The shirts look pretty good! I definitely plan on getting one (large).


----------



## Koen (Nov 16, 2008)

I will buy one! (extra-large)


----------



## not_kevin (Nov 17, 2008)

Probably a large for me.


----------



## Tomarse (Nov 18, 2008)

I want one.. also, yeah scrambled cube with messed stickers i can give you a common picture of a scrambled cartoony cube if ya want  (Large pref)


----------



## d4m4s74 (Nov 18, 2008)

I'd want one, is that 15 bucks including shipping?
if so, I'll check what my size is (I think large but I'm not sure)

also, scrambled cartoony cube ftw.


----------



## jbrungar (Nov 20, 2008)

I want one, large thanks.


----------



## TurbulentTurtle (Nov 20, 2008)

Could you get them in black? Also I like the idea of a scrambled cube.
If so, probably a large for me.


----------



## jcuber (Nov 20, 2008)

Here is SORT OF what I was thinking of. I just Photshoped some colors in, nothing fancy.

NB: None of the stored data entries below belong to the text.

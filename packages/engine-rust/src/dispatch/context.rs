//! Per-dispatch state: the incoming request, the mutable context filters and
//! handlers share, and the immutable response.

use std::any::Any;
use std::collections::HashMap;
use std::fmt;
use std::sync::Arc;

use courier_core::{Envelope, Fault, Payload};
use tokio_util::sync::CancellationToken;

use super::config::DispatchConfig;
use super::handler::HandlerDescriptor;
use super::processor::MessageProcessor;

// ---------------------------------------------------------------------------
// HandlerRequest
// ---------------------------------------------------------------------------

/// One incoming message together with everything needed to dispatch it.
///
/// Created when a dispatch starts and dropped when it ends; every handler
/// context created for the message shares it.
pub struct HandlerRequest {
    envelope: Envelope,
    processor: MessageProcessor,
    token: CancellationToken,
    config: Arc<DispatchConfig>,
}

impl HandlerRequest {
    pub(crate) fn new(
        envelope: Envelope,
        processor: MessageProcessor,
        token: CancellationToken,
        config: Arc<DispatchConfig>,
    ) -> Self {
        Self {
            envelope,
            processor,
            token,
            config,
        }
    }

    #[must_use]
    pub fn envelope(&self) -> &Envelope {
        &self.envelope
    }

    /// The processor that owns this dispatch. Handlers use it to raise
    /// follow-up commands and events.
    #[must_use]
    pub fn processor(&self) -> &MessageProcessor {
        &self.processor
    }

    #[must_use]
    pub fn token(&self) -> &CancellationToken {
        &self.token
    }

    #[must_use]
    pub fn config(&self) -> &DispatchConfig {
        &self.config
    }
}

impl fmt::Debug for HandlerRequest {
    fn fmt(&self, f: &mut fmt::Formatter<'_>) -> fmt::Result {
        f.debug_struct("HandlerRequest")
            .field("envelope", &self.envelope)
            .field("cancelled", &self.token.is_cancelled())
            .finish_non_exhaustive()
    }
}

// ---------------------------------------------------------------------------
// Items
// ---------------------------------------------------------------------------

/// String-keyed bag of typed values filters use to talk to each other.
#[derive(Default)]
pub struct Items {
    values: HashMap<&'static str, Box<dyn Any + Send + Sync>>,
}

impl Items {
    /// Stores `value` under `key`, replacing whatever was there.
    pub fn insert<T: Any + Send + Sync>(&mut self, key: &'static str, value: T) {
        self.values.insert(key, Box::new(value));
    }

    #[must_use]
    pub fn get<T: Any>(&self, key: &str) -> Option<&T> {
        self.values.get(key).and_then(|v| v.downcast_ref::<T>())
    }

    pub fn get_mut<T: Any>(&mut self, key: &str) -> Option<&mut T> {
        self.values.get_mut(key).and_then(|v| v.downcast_mut::<T>())
    }

    /// Returns the `T` stored under `key`, inserting `init()` first if the key
    /// is vacant. `None` if the key holds a value of another type.
    pub fn get_or_insert_with<T, F>(&mut self, key: &'static str, init: F) -> Option<&mut T>
    where
        T: Any + Send + Sync,
        F: FnOnce() -> T,
    {
        self.values
            .entry(key)
            .or_insert_with(|| Box::new(init()))
            .downcast_mut::<T>()
    }

    /// Removes and returns the value under `key` if it is a `T`.
    pub fn remove<T: Any>(&mut self, key: &str) -> Option<T> {
        if !self.values.get(key).is_some_and(|v| v.is::<T>()) {
            return None;
        }
        self.values
            .remove(key)
            .and_then(|v| v.downcast::<T>().ok())
            .map(|v| *v)
    }

    #[must_use]
    pub fn contains_key(&self, key: &str) -> bool {
        self.values.contains_key(key)
    }

    #[must_use]
    pub fn len(&self) -> usize {
        self.values.len()
    }

    #[must_use]
    pub fn is_empty(&self) -> bool {
        self.values.is_empty()
    }
}

impl fmt::Debug for Items {
    fn fmt(&self, f: &mut fmt::Formatter<'_>) -> fmt::Result {
        f.debug_set().entries(self.values.keys()).finish()
    }
}

// ---------------------------------------------------------------------------
// HandlerContext
// ---------------------------------------------------------------------------

/// Mutable state of one dispatch attempt.
///
/// Filters may set the result to short-circuit the handler, and exception
/// hooks may mark a captured fault as handled by supplying a replacement
/// result.
pub struct HandlerContext {
    request: Arc<HandlerRequest>,
    descriptor: Arc<HandlerDescriptor>,
    items: Items,
    /// `Some(None)` is a completed dispatch without a value.
    result: Option<Option<Payload>>,
    exception: Option<Fault>,
    exception_handled: bool,
}

impl HandlerContext {
    pub(crate) fn new(request: Arc<HandlerRequest>, descriptor: Arc<HandlerDescriptor>) -> Self {
        Self {
            request,
            descriptor,
            items: Items::default(),
            result: None,
            exception: None,
            exception_handled: false,
        }
    }

    #[must_use]
    pub fn request(&self) -> &HandlerRequest {
        &self.request
    }

    #[must_use]
    pub fn envelope(&self) -> &Envelope {
        self.request.envelope()
    }

    /// The message being dispatched, if it is a `T`.
    #[must_use]
    pub fn message<T: Any>(&self) -> Option<&T> {
        self.request.envelope().downcast_ref::<T>()
    }

    #[must_use]
    pub fn processor(&self) -> &MessageProcessor {
        self.request.processor()
    }

    #[must_use]
    pub fn token(&self) -> &CancellationToken {
        self.request.token()
    }

    #[must_use]
    pub fn descriptor(&self) -> &Arc<HandlerDescriptor> {
        &self.descriptor
    }

    #[must_use]
    pub fn items(&self) -> &Items {
        &self.items
    }

    pub fn items_mut(&mut self) -> &mut Items {
        &mut self.items
    }

    /// Sets the dispatch result. Set from a pre-hook, this skips the remaining
    /// pre-hooks and the handler.
    pub fn set_result(&mut self, value: Option<Payload>) {
        self.result = Some(value);
    }

    #[must_use]
    pub fn has_result(&self) -> bool {
        self.result.is_some()
    }

    /// The current result value, if a result with a value has been set.
    #[must_use]
    pub fn result(&self) -> Option<&Payload> {
        self.result.as_ref().and_then(Option::as_ref)
    }

    /// The fault captured from the handler or a failing hook.
    #[must_use]
    pub fn exception(&self) -> Option<&Fault> {
        self.exception.as_ref()
    }

    #[must_use]
    pub fn is_exception_handled(&self) -> bool {
        self.exception_handled
    }

    /// Marks the captured fault as handled; the dispatch completes with
    /// `replacement` instead of faulting.
    pub fn mark_exception_handled(&mut self, replacement: Option<Payload>) {
        self.exception_handled = true;
        self.result = Some(replacement);
    }

    /// Records a new fault, superseding any earlier one and its handled state.
    pub(crate) fn record_exception(&mut self, fault: Fault) {
        self.exception = Some(fault);
        self.exception_handled = false;
    }

    /// Freezes the context into its outcome.
    pub(crate) fn response(&self) -> HandlerResponse {
        match &self.exception {
            Some(fault) if !self.exception_handled => HandlerResponse::Faulted(fault.clone()),
            _ => HandlerResponse::Completed(self.result.clone().flatten()),
        }
    }
}

impl fmt::Debug for HandlerContext {
    fn fmt(&self, f: &mut fmt::Formatter<'_>) -> fmt::Result {
        f.debug_struct("HandlerContext")
            .field("message_type", &self.descriptor.message_type_name())
            .field("handler", &self.descriptor.handler_type_name())
            .field("items", &self.items)
            .field("has_result", &self.has_result())
            .field("exception", &self.exception)
            .field("exception_handled", &self.exception_handled)
            .finish()
    }
}

// ---------------------------------------------------------------------------
// HandlerResponse
// ---------------------------------------------------------------------------

/// Outcome of one dispatch.
#[derive(Debug, Clone)]
pub enum HandlerResponse {
    /// The handler (or a short-circuiting filter) completed, optionally with a value.
    Completed(Option<Payload>),
    /// The dispatch failed and no exception hook handled it.
    Faulted(Fault),
}

impl HandlerResponse {
    #[must_use]
    pub fn is_completed(&self) -> bool {
        matches!(self, Self::Completed(_))
    }

    #[must_use]
    pub fn is_faulted(&self) -> bool {
        matches!(self, Self::Faulted(_))
    }

    #[must_use]
    pub fn value(&self) -> Option<&Payload> {
        match self {
            Self::Completed(value) => value.as_ref(),
            Self::Faulted(_) => None,
        }
    }

    /// The completed value as a `T`.
    #[must_use]
    pub fn value_as<T: Any>(&self) -> Option<&T> {
        self.value().and_then(Payload::downcast_ref::<T>)
    }

    #[must_use]
    pub fn fault(&self) -> Option<&Fault> {
        match self {
            Self::Faulted(fault) => Some(fault),
            Self::Completed(_) => None,
        }
    }

    /// Converts into a plain `Result`.
    ///
    /// # Errors
    ///
    /// Returns the captured fault of a faulted response.
    pub fn into_result(self) -> Result<Option<Payload>, Fault> {
        match self {
            Self::Completed(value) => Ok(value),
            Self::Faulted(fault) => Err(fault),
        }
    }
}

// ---------------------------------------------------------------------------
// Tests
// ---------------------------------------------------------------------------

Maybe the lettering could also be alternating colors, too. Perhaps the front might also be a solved cube, or the front be scrambled and vice versa.

Edit: For whatever reason you have to right click on the image and go to open in new tab, or else it won't work. For those with another web browser just go to open in new window.


----------



## Koen (Nov 23, 2008)

I like the white cube better :}


----------



## *LukeMayn* (Nov 24, 2008)

same


----------



## Tomarse (Nov 24, 2008)

i pref the coloured cube, but white wording.


----------



## Randall L. (Dec 3, 2008)

I would be interested large for me


----------



## Claesson (Dec 3, 2008)

Total cost for t-shirt and shipping to Sweden?


----------



## (X) (Dec 3, 2008)

lol on the t-shirt design with colors there are two blue-orange edges


----------



## d_sprink (Dec 6, 2008)

I'd be interested... Medium. I like it


----------



## jay123 (Dec 6, 2008)

id like one 
small for me


----------



## KevinK (Dec 24, 2008)

I'd like a medium. I prefer colored but solved.


----------



## d4m4s74 (Dec 24, 2008)

how's the t-shirt making progress going?

(I already said colored scrambled, medium or large, depends on how large the mediums are)


----------



## panyan (Dec 25, 2008)

jcuber said:


> How about the same shirt except colored letters and either a mixed up or scrambled cube on the back and front, instead of just white?



1) how about a scrambled on the front and a solved on the back to show what any cube you come across you leave it solved? i think that is clever

2) no cursor, i think that is wierd, there is enough stuff on the shirt


----------



## JTW2007 (Dec 26, 2008)

Yeah, I'd like one. How am I supposed to get one of these again?


----------



## pjk (Dec 28, 2008)

Update on the shirts:
The first company I was working with ended up not going through, so I am going to find a different company. This is also the time for me to change the design. I plan to remove the cursor. 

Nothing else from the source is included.